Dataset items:
- - - - -

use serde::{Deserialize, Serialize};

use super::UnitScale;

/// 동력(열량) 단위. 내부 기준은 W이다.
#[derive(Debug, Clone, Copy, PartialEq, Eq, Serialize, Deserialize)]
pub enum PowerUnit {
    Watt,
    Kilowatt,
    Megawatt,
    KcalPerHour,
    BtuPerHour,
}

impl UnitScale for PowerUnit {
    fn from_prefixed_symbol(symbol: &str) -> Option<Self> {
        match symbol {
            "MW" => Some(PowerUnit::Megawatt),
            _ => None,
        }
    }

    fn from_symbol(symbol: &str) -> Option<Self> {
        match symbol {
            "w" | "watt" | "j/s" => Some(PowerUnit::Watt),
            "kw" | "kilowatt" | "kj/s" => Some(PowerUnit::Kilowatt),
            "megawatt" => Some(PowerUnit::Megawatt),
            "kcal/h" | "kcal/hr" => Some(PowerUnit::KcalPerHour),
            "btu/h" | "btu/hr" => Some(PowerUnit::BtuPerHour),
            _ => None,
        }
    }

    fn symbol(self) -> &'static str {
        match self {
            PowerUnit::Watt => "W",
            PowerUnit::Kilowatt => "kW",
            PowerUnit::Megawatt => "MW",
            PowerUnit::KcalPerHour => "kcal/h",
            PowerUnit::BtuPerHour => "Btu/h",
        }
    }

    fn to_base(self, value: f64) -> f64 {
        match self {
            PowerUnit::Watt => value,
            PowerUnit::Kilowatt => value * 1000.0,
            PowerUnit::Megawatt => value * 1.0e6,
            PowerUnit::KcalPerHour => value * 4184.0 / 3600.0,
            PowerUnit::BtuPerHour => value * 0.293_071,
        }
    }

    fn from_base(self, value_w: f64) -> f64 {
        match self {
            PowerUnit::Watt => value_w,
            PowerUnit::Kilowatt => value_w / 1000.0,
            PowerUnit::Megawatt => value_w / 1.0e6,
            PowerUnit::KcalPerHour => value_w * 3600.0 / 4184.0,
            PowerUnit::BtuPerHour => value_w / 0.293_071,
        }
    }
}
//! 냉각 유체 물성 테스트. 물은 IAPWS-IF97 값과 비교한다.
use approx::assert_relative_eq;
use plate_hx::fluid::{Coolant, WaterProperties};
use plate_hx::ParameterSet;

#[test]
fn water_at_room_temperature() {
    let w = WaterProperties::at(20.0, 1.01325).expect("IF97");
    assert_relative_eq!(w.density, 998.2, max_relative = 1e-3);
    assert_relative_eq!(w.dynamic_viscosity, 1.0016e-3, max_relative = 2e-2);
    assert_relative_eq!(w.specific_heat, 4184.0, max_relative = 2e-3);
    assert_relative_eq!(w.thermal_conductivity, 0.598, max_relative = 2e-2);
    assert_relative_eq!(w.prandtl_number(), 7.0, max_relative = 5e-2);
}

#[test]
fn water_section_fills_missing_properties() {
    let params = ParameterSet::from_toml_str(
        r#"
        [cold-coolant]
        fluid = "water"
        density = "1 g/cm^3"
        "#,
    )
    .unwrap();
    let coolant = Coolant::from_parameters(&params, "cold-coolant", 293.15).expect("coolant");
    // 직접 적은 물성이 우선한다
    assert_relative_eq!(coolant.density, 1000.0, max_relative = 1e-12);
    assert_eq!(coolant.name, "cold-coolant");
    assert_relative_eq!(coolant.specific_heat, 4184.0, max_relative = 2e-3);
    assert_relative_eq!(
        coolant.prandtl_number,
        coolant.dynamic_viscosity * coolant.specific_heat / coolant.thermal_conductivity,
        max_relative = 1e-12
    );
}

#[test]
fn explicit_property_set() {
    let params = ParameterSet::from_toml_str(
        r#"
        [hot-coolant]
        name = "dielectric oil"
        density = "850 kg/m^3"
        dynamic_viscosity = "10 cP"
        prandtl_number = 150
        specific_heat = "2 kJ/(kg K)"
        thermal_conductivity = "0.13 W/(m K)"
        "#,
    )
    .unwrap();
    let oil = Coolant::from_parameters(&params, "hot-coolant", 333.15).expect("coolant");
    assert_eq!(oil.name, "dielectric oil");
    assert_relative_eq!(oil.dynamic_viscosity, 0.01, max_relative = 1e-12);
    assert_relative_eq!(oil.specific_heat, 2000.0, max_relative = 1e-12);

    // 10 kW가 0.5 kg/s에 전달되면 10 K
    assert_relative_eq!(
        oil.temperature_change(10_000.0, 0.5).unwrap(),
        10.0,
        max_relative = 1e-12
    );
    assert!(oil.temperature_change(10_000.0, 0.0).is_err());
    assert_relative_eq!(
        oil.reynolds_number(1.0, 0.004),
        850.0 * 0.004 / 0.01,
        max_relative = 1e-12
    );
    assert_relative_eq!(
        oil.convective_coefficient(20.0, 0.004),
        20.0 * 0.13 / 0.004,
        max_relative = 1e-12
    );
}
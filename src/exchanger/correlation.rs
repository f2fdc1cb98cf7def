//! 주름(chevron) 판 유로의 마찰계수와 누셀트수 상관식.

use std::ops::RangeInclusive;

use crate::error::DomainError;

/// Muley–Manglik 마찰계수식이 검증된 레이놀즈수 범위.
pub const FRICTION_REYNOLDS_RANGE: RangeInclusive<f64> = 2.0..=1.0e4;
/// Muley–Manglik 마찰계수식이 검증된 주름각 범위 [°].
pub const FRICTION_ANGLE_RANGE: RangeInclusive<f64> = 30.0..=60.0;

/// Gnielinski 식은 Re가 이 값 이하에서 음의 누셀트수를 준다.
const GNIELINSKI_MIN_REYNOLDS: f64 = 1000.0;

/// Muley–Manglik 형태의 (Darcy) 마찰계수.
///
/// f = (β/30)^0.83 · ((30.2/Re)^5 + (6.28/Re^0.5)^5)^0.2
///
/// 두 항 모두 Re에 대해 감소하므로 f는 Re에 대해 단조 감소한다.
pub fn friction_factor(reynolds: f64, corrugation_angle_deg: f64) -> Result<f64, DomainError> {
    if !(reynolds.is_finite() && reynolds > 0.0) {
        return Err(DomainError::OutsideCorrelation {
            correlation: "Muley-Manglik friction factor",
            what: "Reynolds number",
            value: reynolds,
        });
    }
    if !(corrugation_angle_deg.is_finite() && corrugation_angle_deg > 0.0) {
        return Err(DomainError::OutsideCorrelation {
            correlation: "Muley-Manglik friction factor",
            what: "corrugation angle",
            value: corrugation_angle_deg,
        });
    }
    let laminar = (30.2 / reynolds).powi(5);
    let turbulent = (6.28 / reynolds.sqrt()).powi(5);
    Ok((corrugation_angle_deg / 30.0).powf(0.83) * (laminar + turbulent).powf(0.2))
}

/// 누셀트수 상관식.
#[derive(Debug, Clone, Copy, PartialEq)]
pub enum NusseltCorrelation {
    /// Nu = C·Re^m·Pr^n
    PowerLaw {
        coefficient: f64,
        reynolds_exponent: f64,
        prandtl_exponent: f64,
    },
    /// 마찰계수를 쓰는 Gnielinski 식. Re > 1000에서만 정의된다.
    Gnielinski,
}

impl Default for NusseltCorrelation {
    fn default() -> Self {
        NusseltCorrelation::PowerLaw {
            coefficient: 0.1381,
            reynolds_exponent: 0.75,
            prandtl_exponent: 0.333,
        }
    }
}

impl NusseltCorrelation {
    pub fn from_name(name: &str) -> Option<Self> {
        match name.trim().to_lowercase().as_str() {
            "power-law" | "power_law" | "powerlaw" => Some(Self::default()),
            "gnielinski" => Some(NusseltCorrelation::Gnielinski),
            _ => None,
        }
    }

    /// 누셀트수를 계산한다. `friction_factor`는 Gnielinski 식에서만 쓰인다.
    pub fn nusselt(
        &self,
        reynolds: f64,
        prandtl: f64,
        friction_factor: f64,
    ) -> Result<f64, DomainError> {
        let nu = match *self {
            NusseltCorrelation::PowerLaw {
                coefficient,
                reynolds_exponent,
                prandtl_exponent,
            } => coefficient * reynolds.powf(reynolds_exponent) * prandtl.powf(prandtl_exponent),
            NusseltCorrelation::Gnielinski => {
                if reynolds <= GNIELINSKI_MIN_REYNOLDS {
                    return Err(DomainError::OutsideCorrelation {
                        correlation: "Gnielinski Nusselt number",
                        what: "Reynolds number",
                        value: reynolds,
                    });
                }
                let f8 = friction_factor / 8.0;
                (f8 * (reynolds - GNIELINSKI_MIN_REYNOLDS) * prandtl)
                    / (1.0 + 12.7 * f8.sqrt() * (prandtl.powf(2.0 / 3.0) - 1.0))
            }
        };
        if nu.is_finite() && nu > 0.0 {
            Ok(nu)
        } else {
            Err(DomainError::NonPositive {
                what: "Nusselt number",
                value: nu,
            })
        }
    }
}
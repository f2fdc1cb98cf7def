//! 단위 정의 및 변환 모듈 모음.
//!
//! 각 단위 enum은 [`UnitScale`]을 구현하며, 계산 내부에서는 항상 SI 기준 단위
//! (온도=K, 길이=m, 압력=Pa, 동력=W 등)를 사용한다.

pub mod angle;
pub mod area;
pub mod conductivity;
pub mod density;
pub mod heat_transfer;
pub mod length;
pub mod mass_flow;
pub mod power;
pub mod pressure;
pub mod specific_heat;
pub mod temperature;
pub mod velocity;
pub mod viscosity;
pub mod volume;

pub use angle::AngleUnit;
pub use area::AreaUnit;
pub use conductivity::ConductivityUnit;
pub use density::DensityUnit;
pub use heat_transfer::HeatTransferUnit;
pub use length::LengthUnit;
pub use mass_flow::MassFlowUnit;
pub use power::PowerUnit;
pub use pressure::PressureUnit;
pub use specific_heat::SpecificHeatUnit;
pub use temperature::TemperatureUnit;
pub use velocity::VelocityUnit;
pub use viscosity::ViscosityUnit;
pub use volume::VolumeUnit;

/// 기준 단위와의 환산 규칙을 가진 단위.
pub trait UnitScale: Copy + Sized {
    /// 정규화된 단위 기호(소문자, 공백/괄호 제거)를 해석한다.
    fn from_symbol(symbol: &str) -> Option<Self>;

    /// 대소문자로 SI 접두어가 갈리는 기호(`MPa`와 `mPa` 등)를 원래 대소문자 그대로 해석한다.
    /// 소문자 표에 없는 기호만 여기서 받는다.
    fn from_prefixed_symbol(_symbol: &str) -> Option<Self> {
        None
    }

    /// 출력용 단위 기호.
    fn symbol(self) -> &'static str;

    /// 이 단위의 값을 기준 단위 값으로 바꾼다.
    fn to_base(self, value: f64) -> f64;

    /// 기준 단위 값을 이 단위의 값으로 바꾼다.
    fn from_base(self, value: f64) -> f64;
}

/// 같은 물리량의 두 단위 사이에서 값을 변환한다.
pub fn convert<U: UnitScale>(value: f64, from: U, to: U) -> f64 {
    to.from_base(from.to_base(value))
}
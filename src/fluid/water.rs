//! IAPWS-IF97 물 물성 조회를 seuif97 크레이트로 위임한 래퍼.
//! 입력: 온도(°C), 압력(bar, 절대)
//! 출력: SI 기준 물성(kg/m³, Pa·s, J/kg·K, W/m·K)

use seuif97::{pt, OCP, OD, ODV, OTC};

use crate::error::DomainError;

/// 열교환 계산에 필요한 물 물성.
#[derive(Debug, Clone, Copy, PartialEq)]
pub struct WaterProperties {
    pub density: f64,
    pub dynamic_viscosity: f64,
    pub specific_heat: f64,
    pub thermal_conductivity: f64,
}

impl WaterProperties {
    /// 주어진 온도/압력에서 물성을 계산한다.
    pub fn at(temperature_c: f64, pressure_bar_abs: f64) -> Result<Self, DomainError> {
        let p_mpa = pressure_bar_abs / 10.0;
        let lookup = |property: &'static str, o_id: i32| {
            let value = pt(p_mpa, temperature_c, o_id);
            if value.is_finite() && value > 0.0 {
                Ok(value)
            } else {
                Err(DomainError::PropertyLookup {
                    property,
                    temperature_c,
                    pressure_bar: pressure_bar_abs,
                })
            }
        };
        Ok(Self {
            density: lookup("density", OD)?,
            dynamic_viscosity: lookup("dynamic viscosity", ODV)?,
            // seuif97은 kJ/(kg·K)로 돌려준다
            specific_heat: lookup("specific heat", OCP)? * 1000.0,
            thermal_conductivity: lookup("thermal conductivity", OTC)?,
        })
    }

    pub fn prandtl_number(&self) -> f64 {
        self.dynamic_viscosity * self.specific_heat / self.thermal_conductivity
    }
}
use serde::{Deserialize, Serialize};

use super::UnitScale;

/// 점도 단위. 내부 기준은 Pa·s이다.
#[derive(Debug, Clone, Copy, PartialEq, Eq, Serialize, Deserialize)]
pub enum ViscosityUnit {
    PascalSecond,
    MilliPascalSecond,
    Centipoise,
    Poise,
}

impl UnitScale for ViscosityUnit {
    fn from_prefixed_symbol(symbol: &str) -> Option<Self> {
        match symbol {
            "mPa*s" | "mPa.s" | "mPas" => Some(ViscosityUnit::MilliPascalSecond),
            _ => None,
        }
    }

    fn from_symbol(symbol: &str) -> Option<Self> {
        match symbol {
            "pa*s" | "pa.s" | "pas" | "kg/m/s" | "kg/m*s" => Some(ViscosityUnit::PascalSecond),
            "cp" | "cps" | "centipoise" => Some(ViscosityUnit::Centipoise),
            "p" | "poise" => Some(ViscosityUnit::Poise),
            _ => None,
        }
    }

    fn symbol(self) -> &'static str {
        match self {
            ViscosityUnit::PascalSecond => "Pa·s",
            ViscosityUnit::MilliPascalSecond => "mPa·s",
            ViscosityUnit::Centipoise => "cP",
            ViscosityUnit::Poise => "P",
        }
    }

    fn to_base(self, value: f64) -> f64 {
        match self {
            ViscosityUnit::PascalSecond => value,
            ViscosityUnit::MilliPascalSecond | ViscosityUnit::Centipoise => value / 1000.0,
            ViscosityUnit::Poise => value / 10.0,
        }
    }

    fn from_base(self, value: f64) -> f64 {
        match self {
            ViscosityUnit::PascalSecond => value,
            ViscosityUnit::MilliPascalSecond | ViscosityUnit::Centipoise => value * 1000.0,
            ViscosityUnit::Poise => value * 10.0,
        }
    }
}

- - - - -

§ Work required:
Using the data above, reproduce exactly the lines from the line that contains "const GNIELINSKI_MIN_REYNOLDS: f64 = 1000.0;" through the line that contains "let turbulent = (6.28", including both.

§ Response for this exercise:
const GNIELINSKI_MIN_REYNOLDS: f64 = 1000.0;

/// Muley–Manglik 형태의 (Darcy) 마찰계수.
///
/// f = (β/30)^0.83 · ((30.2/Re)^5 + (6.28/Re^0.5)^5)^0.2
///
/// 두 항 모두 Re에 대해 감소하므로 f는 Re에 대해 단조 감소한다.
pub fn friction_factor(reynolds: f64, corrugation_angle_deg: f64) -> Result<f64, DomainError> {
    if !(reynolds.is_finite() && reynolds > 0.0) {
        return Err(DomainError::OutsideCorrelation {
            correlation: "Muley-Manglik friction factor",
            what: "Reynolds number",
            value: reynolds,
        });
    }
    if !(corrugation_angle_deg.is_finite() && corrugation_angle_deg > 0.0) {
        return Err(DomainError::OutsideCorrelation {
            correlation: "Muley-Manglik friction factor",
            what: "corrugation angle",
            value: corrugation_angle_deg,
        });
    }
    let laminar = (30.2 / reynolds).powi(5);
    let turbulent = (6.28 / reynolds.sqrt()).powi(5);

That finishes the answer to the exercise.